To do - Wherever a line in the records contains the word "supplied", return that line.

◆ ◆ ◆ ◆ ◆

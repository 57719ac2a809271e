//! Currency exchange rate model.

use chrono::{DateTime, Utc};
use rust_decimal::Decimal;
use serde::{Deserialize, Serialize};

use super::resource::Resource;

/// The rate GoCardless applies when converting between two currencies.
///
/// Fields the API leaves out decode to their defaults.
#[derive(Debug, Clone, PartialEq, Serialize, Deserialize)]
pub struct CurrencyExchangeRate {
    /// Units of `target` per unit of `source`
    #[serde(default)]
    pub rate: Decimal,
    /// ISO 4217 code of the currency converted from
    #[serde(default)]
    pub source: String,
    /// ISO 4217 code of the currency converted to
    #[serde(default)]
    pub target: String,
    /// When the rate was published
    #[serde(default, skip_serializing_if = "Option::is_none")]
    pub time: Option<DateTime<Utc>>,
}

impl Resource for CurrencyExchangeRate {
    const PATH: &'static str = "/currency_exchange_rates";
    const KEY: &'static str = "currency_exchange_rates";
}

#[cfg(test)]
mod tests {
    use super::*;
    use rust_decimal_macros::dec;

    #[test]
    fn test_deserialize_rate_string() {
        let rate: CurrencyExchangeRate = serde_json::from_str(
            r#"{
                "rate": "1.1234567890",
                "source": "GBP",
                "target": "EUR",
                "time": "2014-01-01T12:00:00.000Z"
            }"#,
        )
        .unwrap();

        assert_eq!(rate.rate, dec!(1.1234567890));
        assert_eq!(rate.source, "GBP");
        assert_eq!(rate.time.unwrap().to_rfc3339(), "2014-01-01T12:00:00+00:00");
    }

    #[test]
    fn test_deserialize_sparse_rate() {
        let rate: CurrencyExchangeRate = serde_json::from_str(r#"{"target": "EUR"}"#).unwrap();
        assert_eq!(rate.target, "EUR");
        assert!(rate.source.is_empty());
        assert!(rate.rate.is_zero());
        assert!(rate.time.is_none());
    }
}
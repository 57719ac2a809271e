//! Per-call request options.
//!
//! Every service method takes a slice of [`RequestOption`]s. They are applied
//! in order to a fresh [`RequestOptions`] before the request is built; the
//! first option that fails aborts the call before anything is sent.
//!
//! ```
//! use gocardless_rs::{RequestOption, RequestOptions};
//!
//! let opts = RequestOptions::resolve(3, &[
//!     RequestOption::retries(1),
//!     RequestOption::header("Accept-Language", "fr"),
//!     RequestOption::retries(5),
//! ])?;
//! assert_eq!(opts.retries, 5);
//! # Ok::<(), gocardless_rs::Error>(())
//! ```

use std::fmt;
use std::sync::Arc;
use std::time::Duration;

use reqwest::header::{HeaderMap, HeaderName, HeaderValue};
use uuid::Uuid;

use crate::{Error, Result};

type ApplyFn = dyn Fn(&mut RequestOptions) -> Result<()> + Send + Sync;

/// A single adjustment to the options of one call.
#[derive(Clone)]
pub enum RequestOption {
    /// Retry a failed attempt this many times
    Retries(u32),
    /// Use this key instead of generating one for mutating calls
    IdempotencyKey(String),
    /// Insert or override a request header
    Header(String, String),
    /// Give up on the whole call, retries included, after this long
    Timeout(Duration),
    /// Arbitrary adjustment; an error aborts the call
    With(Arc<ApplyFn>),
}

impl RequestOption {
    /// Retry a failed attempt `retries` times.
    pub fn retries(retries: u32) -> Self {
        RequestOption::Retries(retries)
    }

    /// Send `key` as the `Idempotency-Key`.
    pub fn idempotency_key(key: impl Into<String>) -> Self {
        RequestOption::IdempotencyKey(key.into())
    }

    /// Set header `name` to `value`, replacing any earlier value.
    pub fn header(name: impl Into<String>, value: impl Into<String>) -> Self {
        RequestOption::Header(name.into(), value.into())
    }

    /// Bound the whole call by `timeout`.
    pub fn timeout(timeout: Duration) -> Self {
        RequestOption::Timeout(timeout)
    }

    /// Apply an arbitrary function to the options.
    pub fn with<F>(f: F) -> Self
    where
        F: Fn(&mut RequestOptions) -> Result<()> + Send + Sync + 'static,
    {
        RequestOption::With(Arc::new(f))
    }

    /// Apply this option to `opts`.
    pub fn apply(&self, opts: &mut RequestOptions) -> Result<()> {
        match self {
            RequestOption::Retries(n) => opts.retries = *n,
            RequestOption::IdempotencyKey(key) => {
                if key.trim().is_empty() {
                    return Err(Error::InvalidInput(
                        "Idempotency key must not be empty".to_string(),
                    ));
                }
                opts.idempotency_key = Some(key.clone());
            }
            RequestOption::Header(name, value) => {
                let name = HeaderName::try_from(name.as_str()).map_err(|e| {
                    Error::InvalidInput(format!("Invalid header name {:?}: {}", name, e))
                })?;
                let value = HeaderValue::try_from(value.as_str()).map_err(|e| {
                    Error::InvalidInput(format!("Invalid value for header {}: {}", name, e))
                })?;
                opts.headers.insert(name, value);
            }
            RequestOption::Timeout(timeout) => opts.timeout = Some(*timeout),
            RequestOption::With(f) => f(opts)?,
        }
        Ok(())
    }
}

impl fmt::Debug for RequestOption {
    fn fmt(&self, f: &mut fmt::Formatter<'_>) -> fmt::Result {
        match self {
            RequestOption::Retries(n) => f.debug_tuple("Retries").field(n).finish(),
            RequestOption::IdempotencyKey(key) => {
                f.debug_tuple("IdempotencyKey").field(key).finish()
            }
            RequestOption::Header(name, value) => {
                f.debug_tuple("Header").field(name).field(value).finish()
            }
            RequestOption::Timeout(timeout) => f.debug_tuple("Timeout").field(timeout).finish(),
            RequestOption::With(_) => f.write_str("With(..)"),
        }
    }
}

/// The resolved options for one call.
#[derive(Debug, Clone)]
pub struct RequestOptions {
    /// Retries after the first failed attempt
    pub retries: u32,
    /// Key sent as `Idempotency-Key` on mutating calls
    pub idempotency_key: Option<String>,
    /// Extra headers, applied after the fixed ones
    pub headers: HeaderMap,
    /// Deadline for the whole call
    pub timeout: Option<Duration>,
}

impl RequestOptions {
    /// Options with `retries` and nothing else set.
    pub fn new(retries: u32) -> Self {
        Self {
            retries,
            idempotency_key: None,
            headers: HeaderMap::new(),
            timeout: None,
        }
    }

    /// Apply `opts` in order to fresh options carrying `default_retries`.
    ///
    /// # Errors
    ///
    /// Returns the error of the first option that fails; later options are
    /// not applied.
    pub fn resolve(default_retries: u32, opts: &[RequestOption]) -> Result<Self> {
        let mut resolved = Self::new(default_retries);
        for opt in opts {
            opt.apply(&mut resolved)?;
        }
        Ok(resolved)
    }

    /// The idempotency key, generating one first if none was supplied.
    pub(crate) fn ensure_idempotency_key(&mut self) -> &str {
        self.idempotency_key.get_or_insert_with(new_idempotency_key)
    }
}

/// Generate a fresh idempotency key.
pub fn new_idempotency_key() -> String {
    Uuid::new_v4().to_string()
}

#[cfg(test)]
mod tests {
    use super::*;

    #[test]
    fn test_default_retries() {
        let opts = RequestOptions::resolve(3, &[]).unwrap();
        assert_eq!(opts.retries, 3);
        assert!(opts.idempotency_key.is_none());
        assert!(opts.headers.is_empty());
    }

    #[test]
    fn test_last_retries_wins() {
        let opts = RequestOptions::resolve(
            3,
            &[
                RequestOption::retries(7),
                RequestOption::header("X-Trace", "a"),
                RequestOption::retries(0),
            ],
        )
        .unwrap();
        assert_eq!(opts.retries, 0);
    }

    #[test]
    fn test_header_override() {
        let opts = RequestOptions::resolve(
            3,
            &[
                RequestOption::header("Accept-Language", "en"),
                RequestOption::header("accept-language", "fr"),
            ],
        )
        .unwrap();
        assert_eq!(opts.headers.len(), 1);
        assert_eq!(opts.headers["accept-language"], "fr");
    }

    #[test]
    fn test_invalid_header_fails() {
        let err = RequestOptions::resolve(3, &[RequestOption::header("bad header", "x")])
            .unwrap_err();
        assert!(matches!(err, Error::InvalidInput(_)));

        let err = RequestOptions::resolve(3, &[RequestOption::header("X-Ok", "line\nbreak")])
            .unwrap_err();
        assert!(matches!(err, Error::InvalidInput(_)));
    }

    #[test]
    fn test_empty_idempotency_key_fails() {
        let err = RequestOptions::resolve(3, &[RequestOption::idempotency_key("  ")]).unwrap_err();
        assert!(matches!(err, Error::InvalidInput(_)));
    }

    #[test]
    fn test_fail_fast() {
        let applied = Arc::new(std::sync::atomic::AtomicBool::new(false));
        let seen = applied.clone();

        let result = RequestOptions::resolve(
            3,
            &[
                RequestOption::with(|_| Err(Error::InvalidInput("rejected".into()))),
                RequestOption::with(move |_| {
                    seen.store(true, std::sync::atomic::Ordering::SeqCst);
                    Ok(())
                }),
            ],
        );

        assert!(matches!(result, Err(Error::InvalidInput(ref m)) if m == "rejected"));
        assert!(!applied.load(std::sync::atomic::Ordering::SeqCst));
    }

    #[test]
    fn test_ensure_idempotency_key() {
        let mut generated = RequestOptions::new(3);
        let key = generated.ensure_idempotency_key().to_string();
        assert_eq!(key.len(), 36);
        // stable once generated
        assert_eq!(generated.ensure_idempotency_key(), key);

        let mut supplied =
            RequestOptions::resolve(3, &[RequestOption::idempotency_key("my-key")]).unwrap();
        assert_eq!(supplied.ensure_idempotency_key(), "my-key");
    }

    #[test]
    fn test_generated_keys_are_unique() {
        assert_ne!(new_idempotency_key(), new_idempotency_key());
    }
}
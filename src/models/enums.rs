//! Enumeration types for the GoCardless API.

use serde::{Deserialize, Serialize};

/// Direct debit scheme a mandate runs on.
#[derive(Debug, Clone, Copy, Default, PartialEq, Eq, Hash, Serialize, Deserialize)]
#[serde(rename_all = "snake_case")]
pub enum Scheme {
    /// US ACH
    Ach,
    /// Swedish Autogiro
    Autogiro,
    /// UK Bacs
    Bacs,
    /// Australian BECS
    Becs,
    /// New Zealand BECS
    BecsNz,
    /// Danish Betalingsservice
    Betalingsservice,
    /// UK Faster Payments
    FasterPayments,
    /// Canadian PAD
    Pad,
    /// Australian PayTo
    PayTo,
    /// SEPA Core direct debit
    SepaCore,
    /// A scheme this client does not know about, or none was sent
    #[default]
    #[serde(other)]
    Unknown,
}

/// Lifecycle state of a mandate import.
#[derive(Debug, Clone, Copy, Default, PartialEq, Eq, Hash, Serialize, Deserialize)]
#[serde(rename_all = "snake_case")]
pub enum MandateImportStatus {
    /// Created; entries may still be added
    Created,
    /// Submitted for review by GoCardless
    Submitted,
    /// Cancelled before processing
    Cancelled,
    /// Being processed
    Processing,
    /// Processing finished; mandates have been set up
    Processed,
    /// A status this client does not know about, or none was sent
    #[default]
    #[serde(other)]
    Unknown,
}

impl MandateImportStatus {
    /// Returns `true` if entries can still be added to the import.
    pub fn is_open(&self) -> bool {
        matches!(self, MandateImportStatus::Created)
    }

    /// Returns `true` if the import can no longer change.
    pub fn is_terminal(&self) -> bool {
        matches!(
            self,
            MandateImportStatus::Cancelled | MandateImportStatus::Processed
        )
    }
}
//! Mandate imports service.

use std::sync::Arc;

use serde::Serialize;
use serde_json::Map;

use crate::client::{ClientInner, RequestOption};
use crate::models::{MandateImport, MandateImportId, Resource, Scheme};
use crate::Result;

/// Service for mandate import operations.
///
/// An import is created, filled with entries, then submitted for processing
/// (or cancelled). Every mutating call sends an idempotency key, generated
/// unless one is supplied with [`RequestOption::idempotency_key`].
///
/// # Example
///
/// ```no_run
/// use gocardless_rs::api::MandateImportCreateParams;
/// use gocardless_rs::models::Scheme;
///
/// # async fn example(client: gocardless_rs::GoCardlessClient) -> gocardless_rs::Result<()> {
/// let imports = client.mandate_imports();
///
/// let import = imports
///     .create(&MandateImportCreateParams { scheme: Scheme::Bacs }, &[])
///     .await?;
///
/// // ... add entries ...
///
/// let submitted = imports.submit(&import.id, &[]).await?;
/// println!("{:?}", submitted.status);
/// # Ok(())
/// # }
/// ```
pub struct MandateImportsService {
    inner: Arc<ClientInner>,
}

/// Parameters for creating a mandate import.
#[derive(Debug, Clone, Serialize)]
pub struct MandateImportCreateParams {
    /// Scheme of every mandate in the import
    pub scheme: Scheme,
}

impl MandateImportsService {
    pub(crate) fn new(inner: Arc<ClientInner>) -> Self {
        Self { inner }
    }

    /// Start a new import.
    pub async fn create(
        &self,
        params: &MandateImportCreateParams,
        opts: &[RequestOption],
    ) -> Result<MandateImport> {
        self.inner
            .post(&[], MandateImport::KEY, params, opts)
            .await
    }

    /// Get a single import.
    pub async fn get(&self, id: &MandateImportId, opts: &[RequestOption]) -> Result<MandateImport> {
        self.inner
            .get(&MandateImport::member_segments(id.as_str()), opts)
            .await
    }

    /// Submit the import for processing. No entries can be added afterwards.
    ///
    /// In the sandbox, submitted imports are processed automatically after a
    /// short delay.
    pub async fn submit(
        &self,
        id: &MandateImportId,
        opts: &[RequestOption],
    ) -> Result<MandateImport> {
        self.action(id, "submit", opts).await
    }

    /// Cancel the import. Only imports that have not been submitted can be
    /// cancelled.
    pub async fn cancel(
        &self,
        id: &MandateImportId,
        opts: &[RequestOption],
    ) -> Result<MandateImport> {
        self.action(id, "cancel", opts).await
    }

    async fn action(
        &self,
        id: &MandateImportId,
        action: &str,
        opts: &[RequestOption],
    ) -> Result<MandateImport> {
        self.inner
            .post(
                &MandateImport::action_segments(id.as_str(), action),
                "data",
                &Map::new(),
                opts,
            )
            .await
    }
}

◆ ◆ ◆ ◆ ◆

Response for this exercise -
    /// The idempotency key, generating one first if none was supplied.
        let mut supplied =
        assert_eq!(supplied.ensure_idempotency_key(), "my-key");
/// unless one is supplied with [`RequestOption::idempotency_key`].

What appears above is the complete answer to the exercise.